It’s been a wild month. In late July we went to Rochester, MN and showed the film by private invitation first to a group of some of the interviewees and their spouses. Then we showed it by private invitation to a much larger group of men who survived the siege, or who were at Khe Sanh before or after the siege. In some ways, these are the most important audiences we will face, I think. Sure, this story is laden with messages that speak to all humanity about essential and timeless truths we seem to forget again and again.
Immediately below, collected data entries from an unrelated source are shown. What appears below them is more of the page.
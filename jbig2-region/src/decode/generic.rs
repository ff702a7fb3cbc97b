//! Generic region decoding procedure (6.2).

use alloc::vec::Vec;
use core::sync::atomic::AtomicBool;

use log::{debug, warn};

use super::{
    AdaptiveTemplatePixel, Template, check_adaptive_pixels, check_cancelled, check_context_table,
};
use crate::arithmetic_decoder::{ArithmeticDecoding, ContextState};
use crate::bitmap::Bitmap;
use crate::cursor::PixelCursor;
use crate::error::{DecodeError, RegionError, Result, bail};
use crate::mmr::{EOFB, MmrDecoding, TwoDimensionalCode};

/// Parameters of a generic region (Table 2).
#[derive(Debug, Clone, Copy)]
pub struct GenericRegionParams<'a> {
    /// GBTEMPLATE. Ignored for MMR.
    pub template: Template,
    /// TPGDON. Ignored for MMR.
    pub tpgdon: bool,
    /// SKIP: pixels set here are not decoded and stay 0. Must have the size
    /// of the region.
    pub skip: Option<&'a Bitmap>,
    /// GBAT: four pixels for template 0, one otherwise. Ignored for MMR.
    pub adaptive_template_pixels: &'a [AdaptiveTemplatePixel],
    /// Polled once per row.
    pub cancel: Option<&'a AtomicBool>,
}

impl<'a> GenericRegionParams<'a> {
    /// Parameters with the nominal adaptive pixels of `template` and no
    /// typical prediction.
    pub fn new(template: Template) -> Self {
        Self {
            template,
            tpgdon: false,
            skip: None,
            adaptive_template_pixels: AdaptiveTemplatePixel::nominal(template),
            cancel: None,
        }
    }
}

/// The entropy coding of a generic region (MMR, 6.2.2).
pub enum GenericRegionCoding<'a> {
    /// "6.2.5 Decoding using a template and arithmetic coding"
    Arithmetic {
        /// The arithmetic decoder positioned at the region data.
        decoder: &'a mut dyn ArithmeticDecoding,
        /// GB contexts, at least `1 << template.context_bits()` of them.
        contexts: &'a mut [ContextState],
    },
    /// "6.2.6 Decoding using MMR coding"
    Mmr {
        /// The code-word reader positioned at the region data.
        decoder: &'a mut dyn MmrDecoding,
        /// The number of data bytes, if the segment declares it.
        data_length: Option<u32>,
    },
}

/// Decode a generic region into `region`.
///
/// The region is cleared first. On error, the rows decoded so far are kept.
pub fn decode_generic_region(
    region: &mut Bitmap,
    params: &GenericRegionParams<'_>,
    coding: GenericRegionCoding<'_>,
) -> Result<()> {
    check_signed_dimensions(region)?;

    if let Some(skip) = params.skip
        && (skip.width() != region.width() || skip.height() != region.height())
    {
        bail!(RegionError::DimensionMismatch);
    }

    match coding {
        GenericRegionCoding::Arithmetic { decoder, contexts } => {
            let template = params.template;
            check_adaptive_pixels(
                params.adaptive_template_pixels.len(),
                template.adaptive_template_pixels(),
            )?;
            check_context_table(contexts.len(), template.context_bits())?;

            debug!(
                "decoding {}x{} generic region, {template:?}, TPGDON {}",
                region.width(),
                region.height(),
                params.tpgdon
            );

            region.clear(false);
            decode_bitmap_arithmetic_coding(region, params, decoder, contexts)
        }
        GenericRegionCoding::Mmr {
            decoder,
            data_length,
        } => {
            debug!(
                "decoding {}x{} MMR generic region",
                region.width(),
                region.height()
            );

            region.clear(false);
            decode_bitmap_mmr(region, params.cancel, decoder, data_length)
        }
    }
}

/// Check that every coordinate of `bitmap` is representable as `i32`.
pub(crate) fn check_signed_dimensions(bitmap: &Bitmap) -> Result<()> {
    if i32::try_from(bitmap.width()).is_err() || i32::try_from(bitmap.height()).is_err() {
        bail!(DecodeError::Overflow);
    }

    Ok(())
}

/// Decode a bitmap using arithmetic coding (6.2.5).
fn decode_bitmap_arithmetic_coding(
    region: &mut Bitmap,
    params: &GenericRegionParams<'_>,
    decoder: &mut dyn ArithmeticDecoding,
    contexts: &mut [ContextState],
) -> Result<()> {
    let layout = params.template.layout();
    let at_pixels = params.adaptive_template_pixels;
    let num_at = at_pixels.len();
    let above1_window = layout.above1;
    let current_window = layout.current;
    let above2_shift = layout.above2.map_or(0, |window| window.shift);

    let mut above2 = PixelCursor::default();
    let mut above1 = PixelCursor::default();
    let mut at_cursors = [PixelCursor::default(); 4];

    // "1) Set: LTP = 0" (6.2.5.7)
    let mut ltp = false;

    // "3) Decode each row as follows:" (6.2.5.7)
    for y in 0..region.height() {
        check_cancelled(params.cancel)?;

        // "b) If TPGDON is 1, then decode a bit using the arithmetic entropy
        // coder ... Let SLTP be the value of this bit. Set: LTP = LTP XOR SLTP"
        if params.tpgdon {
            ltp ^= decoder.decode_bit(layout.sltp_context, contexts) != 0;
        }

        // "c) If LTP = 1 then set every pixel of the current row of GBREG equal
        // to the corresponding pixel of the row immediately above."
        if ltp {
            if y > 0 {
                region.duplicate_row(y, y - 1);
            }
            continue;
        }

        let row = y as i32;

        // Each window is preloaded so that one more read completes it for x = 0.
        let mut window2 = 0;
        if let Some(window) = layout.above2 {
            above2.seek(-i32::from(window.reach), row - 2);
            window2 = above2.preload(region, u32::from(window.width) - 1);
        }
        above1.seek(-i32::from(above1_window.reach), row - 1);
        let mut window1 = above1.preload(region, u32::from(above1_window.width) - 1);
        let mut current = 0;

        for (cursor, pixel) in at_cursors.iter_mut().zip(at_pixels) {
            cursor.seek(i32::from(pixel.x), row + i32::from(pixel.y));
        }

        // "d) If LTP = 0 then, from left to right, decode each pixel of the
        // current row of GBREG."
        for x in 0..region.width() {
            if let Some(window) = layout.above2 {
                window2 = ((window2 << 1) | above2.next_pixel(region)) & window.mask();
            }
            window1 = ((window1 << 1) | above1.next_pixel(region)) & above1_window.mask();

            let mut context = (window2 << above2_shift)
                | (window1 << above1_window.shift)
                | (current << current_window.shift);
            for (i, cursor) in at_cursors[..num_at].iter_mut().enumerate() {
                context |= cursor.next_pixel(region) << (num_at - 1 - i);
            }

            // "If USESKIP is 1 and the pixel in the bitmap SKIP at the location
            // corresponding to the current pixel is 1, then set the current pixel
            // to 0." (6.2.5.7)
            let skipped = params.skip.is_some_and(|skip| skip.get_pixel(x, row));
            let pixel = if skipped {
                0
            } else {
                u32::from(decoder.decode_bit(context, contexts))
            };

            if pixel != 0 {
                region.set_pixel(x, y, true);
            }
            current = ((current << 1) | pixel) & current_window.mask();
        }
    }

    Ok(())
}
But the men in Rochester lived the essence of the movie and they would feel it more viscerally than anyone else.

After Rochester we proceeded to northern California and Skywalker Ranch to do the final sound mix. To observe longtime professional editors John Nutt and Mark Berger argue and wrangle over how the movie should sound made Betty and I feel as if they really cared.   They cared enough that they got emotional and scolded and sniped at each other, sometimes looking at Betty and me to see which one of them we agreed with.

The tension of the film mixed with the tension created by Mark and John’s disagreements made my torso hurt, like someone nipping at my skin with a sharp bayonet. But art—and even though the subject matter of Bravo! is somber, violent—it is still art. One of the things that helps create art is tension. Art, to succeed I believe, needs friction and conflict. Michelangelo’s art has tension whether it be sculpture or painting; so too, El Greco, and Picasso and Beethoven and Mick Jagger and Werner Herzog and Quentin Tarantino. The tension between Mark and John was part of elevating the art in Bravo.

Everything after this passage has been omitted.